[Start of Attachment]
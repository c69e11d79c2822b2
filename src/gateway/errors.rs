//! Normalized gateway error shape.
//!
//! Every terminal failure leaves the gateway as a [`GatewayError`], whatever the
//! originating service's error format was.

use crate::transport::NetworkError;
use serde::{Deserialize, Serialize};
use serde_json::Value;
use std::fmt;
use std::time::Duration;

#[derive(Debug, Clone, Copy, PartialEq, Eq, Hash, Serialize, Deserialize)]
#[serde(rename_all = "snake_case")]
pub enum GatewayErrorCode {
    /// Unreachable, timed out or offline
    Network,
    /// 5xx
    ServerError,
    /// 4xx other than 401/429
    ClientError,
    Unauthenticated,
    RateLimited,
    /// The breaker refused the call before any network attempt
    CircuitOpen,
    UnknownEndpoint,
    ConfigurationError,
    Cancelled,
}

impl GatewayErrorCode {
    pub fn is_retryable_by_default(&self) -> bool {
        matches!(self, Self::Network | Self::ServerError | Self::RateLimited)
    }
}

impl fmt::Display for GatewayErrorCode {
    fn fmt(&self, f: &mut fmt::Formatter<'_>) -> fmt::Result {
        let name = match self {
            Self::Network => "network",
            Self::ServerError => "server_error",
            Self::ClientError => "client_error",
            Self::Unauthenticated => "unauthenticated",
            Self::RateLimited => "rate_limited",
            Self::CircuitOpen => "circuit_open",
            Self::UnknownEndpoint => "unknown_endpoint",
            Self::ConfigurationError => "configuration_error",
            Self::Cancelled => "cancelled",
        };
        f.write_str(name)
    }
}

#[derive(Debug, Clone, PartialEq, Serialize, Deserialize)]
pub struct GatewayError {
    pub code: GatewayErrorCode,
    pub http_status: Option<u16>,
    pub retryable: bool,
    pub message: String,
    pub service_id: Option<String>,
    pub endpoint: Option<String>,
    /// Server-provided wait hint for rate-limited responses
    pub retry_after_ms: Option<u64>,
}

impl GatewayError {
    pub fn new(code: GatewayErrorCode, message: impl Into<String>) -> Self {
        Self {
            code,
            http_status: None,
            retryable: code.is_retryable_by_default(),
            message: message.into(),
            service_id: None,
            endpoint: None,
            retry_after_ms: None,
        }
    }

    pub fn unknown_endpoint(key: &str) -> Self {
        Self::new(
            GatewayErrorCode::UnknownEndpoint,
            format!("unknown endpoint '{key}'"),
        )
        .with_endpoint(key)
    }

    pub fn configuration(endpoint: &str, message: impl Into<String>) -> Self {
        Self::new(GatewayErrorCode::ConfigurationError, message).with_endpoint(endpoint)
    }

    pub fn circuit_open(service_id: &str) -> Self {
        Self::new(
            GatewayErrorCode::CircuitOpen,
            format!("circuit breaker for '{service_id}' is open"),
        )
        .with_service(service_id)
    }

    pub fn unauthenticated(message: impl Into<String>) -> Self {
        Self::new(GatewayErrorCode::Unauthenticated, message)
    }

    pub fn cancelled() -> Self {
        Self::new(GatewayErrorCode::Cancelled, "request cancelled by caller")
    }

    pub fn network(error: &NetworkError) -> Self {
        let mut err = Self::new(GatewayErrorCode::Network, error.to_string());
        // Offline stays non-retryable until connectivity returns
        if matches!(error, NetworkError::Offline) {
            err.retryable = false;
        }
        err
    }

    /// Build from a non-success HTTP response
    pub fn from_response(code: GatewayErrorCode, status: u16, body: &Value) -> Self {
        let message = extract_message(body).unwrap_or_else(|| format!("HTTP {status}"));
        Self::new(code, message).with_status(status)
    }

    pub fn with_status(mut self, status: u16) -> Self {
        self.http_status = Some(status);
        self
    }

    pub fn with_service(mut self, service_id: impl Into<String>) -> Self {
        self.service_id = Some(service_id.into());
        self
    }

    pub fn with_endpoint(mut self, endpoint: impl Into<String>) -> Self {
        self.endpoint = Some(endpoint.into());
        self
    }

    pub fn with_retry_after(mut self, delay: Duration) -> Self {
        self.retry_after_ms = Some(delay.as_millis() as u64);
        self
    }

    pub fn non_retryable(mut self) -> Self {
        self.retryable = false;
        self
    }
}

impl fmt::Display for GatewayError {
    fn fmt(&self, f: &mut fmt::Formatter<'_>) -> fmt::Result {
        write!(f, "[{}]", self.code)?;
        if let Some(status) = self.http_status {
            write!(f, " HTTP {status}")?;
        }
        if let Some(endpoint) = &self.endpoint {
            write!(f, " {endpoint}")?;
        }
        write!(f, ": {}", self.message)
    }
}

impl std::error::Error for GatewayError {}

/// Pull a human readable message out of the error bodies our backends produce
fn extract_message(body: &Value) -> Option<String> {
    match body {
        Value::String(s) if !s.trim().is_empty() => Some(s.trim().to_string()),
        Value::Object(map) => ["detail", "message", "error", "reason"]
            .iter()
            .find_map(|field| match map.get(*field) {
                Some(Value::String(s)) => Some(s.clone()),
                Some(Value::Array(items)) if !items.is_empty() => {
                    // Validation errors arrive as a list of {msg, loc}
                    let parts: Vec<String> = items
                        .iter()
                        .filter_map(|item| {
                            item.get("msg")
                                .and_then(Value::as_str)
                                .map(str::to_string)
                                .or_else(|| item.as_str().map(str::to_string))
                        })
                        .collect();
                    (!parts.is_empty()).then(|| parts.join("; "))
                }
                Some(Value::Object(inner)) => inner
                    .get("message")
                    .and_then(Value::as_str)
                    .map(str::to_string),
                _ => None,
            }),
        _ => None,
    }
}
[End of Attachment]
REQUIREMENT
Reproduce, line for line, the material, starting at its first line, and end once the line holding "let name = match" has been output.

EXERCISE OUTPUT
repository c69e11d79c2822b2
filename src/gateway/errors.rs
//! Normalized gateway error shape.
//!
//! Every terminal failure leaves the gateway as a [`GatewayError`], whatever the
//! originating service's error format was.

use crate::transport::NetworkError;
use serde::{Deserialize, Serialize};
use serde_json::Value;
use std::fmt;
use std::time::Duration;

#[derive(Debug, Clone, Copy, PartialEq, Eq, Hash, Serialize, Deserialize)]
#[serde(rename_all = "snake_case")]
pub enum GatewayErrorCode {
    /// Unreachable, timed out or offline
    Network,
    /// 5xx
    ServerError,
    /// 4xx other than 401/429
    ClientError,
    Unauthenticated,
    RateLimited,
    /// The breaker refused the call before any network attempt
    CircuitOpen,
    UnknownEndpoint,
    ConfigurationError,
    Cancelled,
}

impl GatewayErrorCode {
    pub fn is_retryable_by_default(&self) -> bool {
        matches!(self, Self::Network | Self::ServerError | Self::RateLimited)
    }
}

impl fmt::Display for GatewayErrorCode {
    fn fmt(&self, f: &mut fmt::Formatter<'_>) -> fmt::Result {
        let name = match self {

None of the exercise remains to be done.